(Stored dataset items)
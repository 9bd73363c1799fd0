//! Projectile-golf binding
//!
//! Frames are requested one at a time and only while a shot is flying. A sunk hole
//! (other than the last) arms a one-shot timer that loads the next one.

use super::Game;
use crate::consts::{TOAST_LONG_MS, TOAST_MS, TOAST_SHORT_MS};
use crate::platform::{
    FrameSlot, Host, HostEvent, InputEvent, Label, Layout, ListenerKind, ListenerSet, Slider,
    TimerSlot,
};
use crate::renderer::paint_course;
use crate::settings::ProjectileTuning;
use crate::sim::{LaunchRefusal, ProjectileCourse, ShotOutcome};

pub const ID: &str = "projectile";

const ANGLE: &str = "launch-angle";
const POWER: &str = "launch-power";
const ANGLE_VALUE: &str = "angle-value";
const POWER_VALUE: &str = "power-value";
const LAUNCH: &str = "projectile-launch";
const RESET_LEVEL: &str = "projectile-reset-level";
const RESET_GAME: &str = "projectile-reset-game";
const LEVEL: &str = "level-display";
const SHOTS: &str = "shot-display";
const PAR: &str = "par-display";

const READY: &str = "Ready to launch!";

pub struct ProjectileGame {
    sim: ProjectileCourse,
    frame: FrameSlot,
    advance: TimerSlot,
    listeners: ListenerSet,
}

impl ProjectileGame {
    pub fn new(tuning: ProjectileTuning) -> Self {
        Self {
            sim: ProjectileCourse::with_builtin_levels(tuning),
            frame: FrameSlot::default(),
            advance: TimerSlot::default(),
            listeners: ListenerSet::default(),
        }
    }

    #[cfg(test)]
    pub(crate) fn with_course(sim: ProjectileCourse) -> Self {
        Self {
            sim,
            frame: FrameSlot::default(),
            advance: TimerSlot::default(),
            listeners: ListenerSet::default(),
        }
    }

    pub fn sim(&self) -> &ProjectileCourse {
        &self.sim
    }

    fn layout(&self) -> Layout {
        let t = self.sim.tuning();
        Layout::new("Projectile Golf")
            .label(LEVEL, format!("Level: {}", self.sim.level_number()))
            .label(SHOTS, format!("Shots: {}", self.sim.shots()))
            .label(PAR, format!("Par: {}", self.sim.level().par))
            .slider(Slider {
                id: ANGLE,
                caption: "Angle:",
                min: t.angle_range.0,
                max: t.angle_range.1,
                value: self.sim.angle(),
                readout: Label {
                    id: ANGLE_VALUE,
                    text: format!("{}°", self.sim.angle()),
                },
            })
            .slider(Slider {
                id: POWER,
                caption: "Power:",
                min: t.power_range.0,
                max: t.power_range.1,
                value: self.sim.power(),
                readout: Label {
                    id: POWER_VALUE,
                    text: self.sim.power().to_string(),
                },
            })
            .button(LAUNCH, "Launch")
            .button(RESET_LEVEL, "Reset Level")
            .button(RESET_GAME, "Restart Game")
            .with_status()
    }

    fn show_card(&self, host: &mut Host<'_>) {
        host.ui.set_label(LEVEL, &format!("Level: {}", self.sim.level_number()));
        host.ui.set_label(SHOTS, &format!("Shots: {}", self.sim.shots()));
        host.ui.set_label(PAR, &format!("Par: {}", self.sim.level().par));
    }

    fn paint(&self, host: &mut Host<'_>) {
        paint_course(host.draw, &self.sim);
    }

    /// Stop any flight and any pending advance
    fn halt(&mut self, host: &mut Host<'_>) {
        self.frame.cancel(host.scheduler);
        self.advance.cancel(host.scheduler);
    }

    fn on_aim(&mut self, element: &str, value: i32, host: &mut Host<'_>) {
        match element {
            ANGLE => {
                let angle = self.sim.set_angle(value);
                host.ui.set_label(ANGLE_VALUE, &format!("{}°", angle));
            }
            POWER => {
                let power = self.sim.set_power(value);
                host.ui.set_label(POWER_VALUE, &power.to_string());
            }
            _ => return,
        }
        if !self.sim.is_flying() {
            self.paint(host);
        }
    }

    fn on_launch(&mut self, host: &mut Host<'_>) {
        match self.sim.launch() {
            Ok(_) => {
                host.ui.set_label(SHOTS, &format!("Shots: {}", self.sim.shots()));
                host.ui.set_status("Launching...");
                self.frame.request(host.scheduler);
                self.paint(host);
            }
            Err(LaunchRefusal::InFlight) => host.ui.toast("Shot in progress!", TOAST_SHORT_MS),
            Err(refusal) => log::debug!("projectile: launch refused ({:?})", refusal),
        }
    }

    fn on_frame(&mut self, host: &mut Host<'_>) {
        match self.sim.frame() {
            None => self.frame.request(host.scheduler),
            Some(ShotOutcome::Landed { .. }) => {
                host.ui.set_status("Landed!");
                host.ui.toast("Landed!", TOAST_MS);
            }
            Some(ShotOutcome::OutOfBounds) => {
                host.ui.set_status("Out of bounds!");
                host.ui.toast("Out of bounds!", TOAST_MS);
            }
            Some(ShotOutcome::TargetHit {
                tier,
                level,
                shots,
                total,
                won,
            }) => {
                if won {
                    let message = format!("{} You Win! Total: {} shots", tier.label(), total);
                    host.ui.set_status(&message);
                    host.ui.toast(&message, TOAST_LONG_MS);
                } else {
                    let message =
                        format!("{} Level {} done in {} shots!", tier.label(), level, shots);
                    host.ui.set_status(&message);
                    host.ui.toast(&message, TOAST_MS);
                    let delay = self.sim.tuning().advance_delay_ms;
                    self.advance.start_timeout(host.scheduler, delay);
                }
            }
        }
        self.paint(host);
    }

    fn on_advance(&mut self, host: &mut Host<'_>) {
        if self.sim.advance_level() {
            log::info!("Projectile: hole {}", self.sim.level_number());
            self.show_card(host);
            host.ui.set_status(READY);
            self.paint(host);
        }
    }

    fn on_reset_level(&mut self, host: &mut Host<'_>) {
        self.halt(host);
        self.sim.reset_level();
        self.show_card(host);
        host.ui.set_status(READY);
        self.paint(host);
        host.ui.toast(
            &format!("Level {} reset.", self.sim.level_number()),
            TOAST_MS,
        );
    }

    fn on_reset_game(&mut self, host: &mut Host<'_>) {
        self.halt(host);
        self.sim.reset_game();
        self.show_card(host);
        host.ui.set_status(READY);
        self.paint(host);
        host.ui.toast("Projectile game restarted from Level 1.", TOAST_MS);
    }
}

impl Game for ProjectileGame {
    fn name(&self) -> &'static str {
        ID
    }

    fn mount(&mut self, host: &mut Host<'_>) {
        host.ui.mount(&self.layout());
        host.ui.set_status(READY);

        let t = self.sim.tuning();
        host.draw.configure(t.course_width, t.course_height, 1.0);

        for kind in [
            ListenerKind::Change(ANGLE),
            ListenerKind::Change(POWER),
            ListenerKind::Click(LAUNCH),
            ListenerKind::Click(RESET_LEVEL),
            ListenerKind::Click(RESET_GAME),
        ] {
            self.listeners.install(host.input, kind);
        }
        self.paint(host);
    }

    fn handle(&mut self, event: &HostEvent, host: &mut Host<'_>) {
        match event {
            HostEvent::Frame(id) if self.frame.complete(*id) => self.on_frame(host),
            HostEvent::Timer(id) if self.advance.complete(*id) => self.on_advance(host),
            HostEvent::Input(id, input) if self.listeners.owns(*id) => match input {
                InputEvent::Change { element, value } => self.on_aim(element, *value, host),
                InputEvent::Click { element: LAUNCH } => self.on_launch(host),
                InputEvent::Click {
                    element: RESET_LEVEL,
                } => self.on_reset_level(host),
                InputEvent::Click {
                    element: RESET_GAME,
                } => self.on_reset_game(host),
                _ => {}
            },
            _ => log::debug!("projectile: ignoring stale {:?}", event),
        }
    }

    fn teardown(&mut self, host: &mut Host<'_>) {
        self.halt(host);
        self.listeners.release_all(host.input);
    }
}
//! Paddle-ball binding: a fixed-rate tick plus held-key tracking

use super::Game;
use crate::consts::{TOAST_LONG_MS, TOAST_MS};
use crate::platform::{Host, HostEvent, InputEvent, Layout, ListenerKind, ListenerSet, TimerSlot};
use crate::renderer::paint_court;
use crate::settings::PaddleTuning;
use crate::sim::{HeldKeys, PaddleEvent, PaddleMatch};

pub const ID: &str = "ping-pong";

const START: &str = "ping-pong-start";
const RESET: &str = "ping-pong-reset";
const PLAYER_SCORE: &str = "ping-pong-player-score";
const OPPONENT_SCORE: &str = "ping-pong-ai-score";

pub struct PaddleBallGame {
    sim: PaddleMatch,
    tick: TimerSlot,
    listeners: ListenerSet,
    held: HeldKeys,
}

impl PaddleBallGame {
    pub fn new(tuning: PaddleTuning, seed: u64) -> Self {
        Self {
            sim: PaddleMatch::new(tuning, seed),
            tick: TimerSlot::default(),
            listeners: ListenerSet::default(),
            held: HeldKeys::default(),
        }
    }

    pub fn sim(&self) -> &PaddleMatch {
        &self.sim
    }

    #[cfg(test)]
    pub(crate) fn sim_mut(&mut self) -> &mut PaddleMatch {
        &mut self.sim
    }

    fn show_scores(&self, host: &mut Host<'_>) {
        host.ui.set_label(PLAYER_SCORE, &self.sim.player_score().to_string());
        host.ui.set_label(OPPONENT_SCORE, &self.sim.opponent_score().to_string());
    }

    /// Key names are matched case-insensitively (`W` with caps lock still moves)
    fn track_key(&mut self, key: &str, pressed: bool) {
        match key.to_lowercase().as_str() {
            "w" | "arrowup" => self.held.up = pressed,
            "s" | "arrowdown" => self.held.down = pressed,
            _ => {}
        }
    }

    fn on_tick(&mut self, host: &mut Host<'_>) {
        for event in self.sim.tick(self.held) {
            match event {
                PaddleEvent::Scored { .. } => self.show_scores(host),
                PaddleEvent::Won { winner } => {
                    self.tick.cancel(host.scheduler);
                    host.ui.toast(&format!("{} Wins!", winner.name()), TOAST_LONG_MS);
                }
            }
        }
        paint_court(host.draw, &self.sim);
    }

    fn on_start(&mut self, host: &mut Host<'_>) {
        if !self.sim.start() {
            host.ui.toast("Ping Pong game is already running.", TOAST_MS);
            return;
        }
        self.show_scores(host);
        self.tick.start_interval(host.scheduler, self.sim.tuning().tick_ms);
        host.ui.toast("Ping Pong game started!", TOAST_MS);
        paint_court(host.draw, &self.sim);
        log::info!("Ping pong started");
    }

    fn on_reset(&mut self, host: &mut Host<'_>) {
        self.tick.cancel(host.scheduler);
        self.sim.reset();
        self.show_scores(host);
        paint_court(host.draw, &self.sim);
        host.ui.toast("Ping Pong game reset.", TOAST_MS);
    }
}

impl Game for PaddleBallGame {
    fn name(&self) -> &'static str {
        ID
    }

    fn mount(&mut self, host: &mut Host<'_>) {
        let layout = Layout::new("Ping Pong")
            .label(PLAYER_SCORE, "0")
            .label(OPPONENT_SCORE, "0")
            .button(START, "Start")
            .button(RESET, "Reset")
            .hint("Use W and S keys to move your paddle.");
        host.ui.mount(&layout);

        let t = self.sim.tuning();
        host.draw.configure(t.court_width, t.court_height, 1.0);

        self.listeners.install(host.input, ListenerKind::KeyDown);
        self.listeners.install(host.input, ListenerKind::KeyUp);
        self.listeners.install(host.input, ListenerKind::Click(START));
        self.listeners.install(host.input, ListenerKind::Click(RESET));
        paint_court(host.draw, &self.sim);
    }

    fn handle(&mut self, event: &HostEvent, host: &mut Host<'_>) {
        match event {
            HostEvent::Timer(id) if self.tick.owns(*id) => self.on_tick(host),
            HostEvent::Input(id, input) if self.listeners.owns(*id) => match input {
                InputEvent::KeyDown { key } => self.track_key(key, true),
                InputEvent::KeyUp { key } => self.track_key(key, false),
                InputEvent::Click { element: START } => self.on_start(host),
                InputEvent::Click { element: RESET } => self.on_reset(host),
                _ => {}
            },
            _ => log::debug!("ping-pong: ignoring stale {:?}", event),
        }
    }

    fn teardown(&mut self, host: &mut Host<'_>) {
        self.tick.cancel(host.scheduler);
        self.listeners.release_all(host.input);
        self.sim.stop();
        self.held = HeldKeys::default();
    }
}

#[cfg(test)]
mod tests {
    use super::*;
    use crate::games::deliver;
    use crate::platform::{HeadlessPlatform, Platform};
    use glam::Vec2;

    fn started() -> (PaddleBallGame, HeadlessPlatform) {
        let mut platform = HeadlessPlatform::default();
        let mut game = PaddleBallGame::new(PaddleTuning::default(), 11);
        game.mount(&mut platform.host());
        let events = platform.input.click(START);
        deliver(&mut game, &mut platform, events);
        (game, platform)
    }

    fn tick(game: &mut PaddleBallGame, platform: &mut HeadlessPlatform) {
        let events = platform.scheduler.fire_intervals();
        deliver(game, platform, events);
    }

    #[test]
    fn test_start_schedules_60hz_tick() {
        let (mut game, mut platform) = started();
        assert_eq!(platform.scheduler.interval_periods(), vec![16]);
        assert_eq!(platform.input.active(), 4);
        assert_eq!(platform.ui.last_toast(), Some("Ping Pong game started!"));

        let events = platform.input.click(START);
        deliver(&mut game, &mut platform, events);
        assert_eq!(
            platform.ui.last_toast(),
            Some("Ping Pong game is already running.")
        );
        assert_eq!(platform.scheduler.active_timers(), 1);
    }

    #[test]
    fn test_held_keys_move_paddle_case_insensitively() {
        let (mut game, mut platform) = started();
        let y = game.sim().player.y;

        let events = platform.input.key_down("W");
        deliver(&mut game, &mut platform, events);
        tick(&mut game, &mut platform);
        assert_eq!(game.sim().player.y, y - 7.0);

        let events = platform.input.key_up("w");
        deliver(&mut game, &mut platform, events);
        tick(&mut game, &mut platform);
        assert_eq!(game.sim().player.y, y - 7.0);

        let events = platform.input.key_down("ArrowDown");
        deliver(&mut game, &mut platform, events);
        tick(&mut game, &mut platform);
        assert_eq!(game.sim().player.y, y);
    }

    #[test]
    fn test_every_tick_repaints() {
        let (mut game, mut platform) = started();
        platform.canvas.take_calls();
        tick(&mut game, &mut platform);
        assert_eq!(platform.canvas.circles().count(), 1);
    }

    #[test]
    fn test_score_labels_and_win() {
        let (mut game, mut platform) = started();
        let sim = game.sim_mut();
        sim.set_scores(4, 0);
        sim.ball.pos = Vec2::new(604.0, 100.0);
        sim.ball.vel = Vec2::new(5.0, 0.0);

        tick(&mut game, &mut platform);
        assert_eq!(platform.ui.label(PLAYER_SCORE), Some("5"));
        assert_eq!(platform.ui.label(OPPONENT_SCORE), Some("0"));
        assert_eq!(
            platform.ui.toasts.last(),
            Some(&("Player Wins!".to_string(), 5000))
        );
        assert_eq!(platform.scheduler.active_timers(), 0);
        assert!(!game.sim().is_running());

        // Start again after a win
        let events = platform.input.click(START);
        deliver(&mut game, &mut platform, events);
        assert_eq!(platform.ui.label(PLAYER_SCORE), Some("0"));
        assert_eq!(platform.scheduler.active_timers(), 1);
    }

    #[test]
    fn test_reset_stops_tick() {
        let (mut game, mut platform) = started();
        let events = platform.input.click(RESET);
        deliver(&mut game, &mut platform, events);
        assert_eq!(platform.scheduler.active_timers(), 0);
        assert_eq!(platform.ui.last_toast(), Some("Ping Pong game reset."));
        assert!(!game.sim().is_running());
    }

    #[test]
    fn test_teardown_twice() {
        let (mut game, mut platform) = started();
        game.teardown(&mut platform.host());
        game.teardown(&mut platform.host());
        assert!(platform.is_quiet());
        assert_eq!(platform.scheduler.stale_cancels, 0);
        assert_eq!(platform.input.stale_unlistens, 0);
    }
}
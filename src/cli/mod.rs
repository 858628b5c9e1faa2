//! Command-line interface for the evaluation strategies.
//! This module is not part of the public library API.

pub mod args;
pub mod commands;

pub use args::GameSearch;

/// Prints `tracing` spans of the instrumented search entry points.
/// Respects `RUST_LOG`; nothing is printed when it is unset.
#[cfg(feature = "instrumentation")]
pub fn init_tracing() {
    use tracing_subscriber::fmt::format::FmtSpan;
    use tracing_subscriber::EnvFilter;

    let filter = EnvFilter::try_from_default_env().unwrap_or_else(|_| EnvFilter::new("off"));
    tracing_subscriber::fmt()
        .with_env_filter(filter)
        .with_span_events(FmtSpan::CLOSE)
        .with_target(false)
        .compact()
        .init();
}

Your goal:
Transcribe the entries above word for word, from the first line through the line containing "const LAUNCH: &str", and nothing else.

Result for this task:
repository 9bd73363c1799fd0
//! Projectile-golf binding
//!
//! Frames are requested one at a time and only while a shot is flying. A sunk hole
//! (other than the last) arms a one-shot timer that loads the next one.

use super::Game;
use crate::consts::{TOAST_LONG_MS, TOAST_MS, TOAST_SHORT_MS};
use crate::platform::{
    FrameSlot, Host, HostEvent, InputEvent, Label, Layout, ListenerKind, ListenerSet, Slider,
    TimerSlot,
};
use crate::renderer::paint_course;
use crate::settings::ProjectileTuning;
use crate::sim::{LaunchRefusal, ProjectileCourse, ShotOutcome};

pub const ID: &str = "projectile";

const ANGLE: &str = "launch-angle";
const POWER: &str = "launch-power";
const ANGLE_VALUE: &str = "angle-value";
const POWER_VALUE: &str = "power-value";
const LAUNCH: &str = "projectile-launch";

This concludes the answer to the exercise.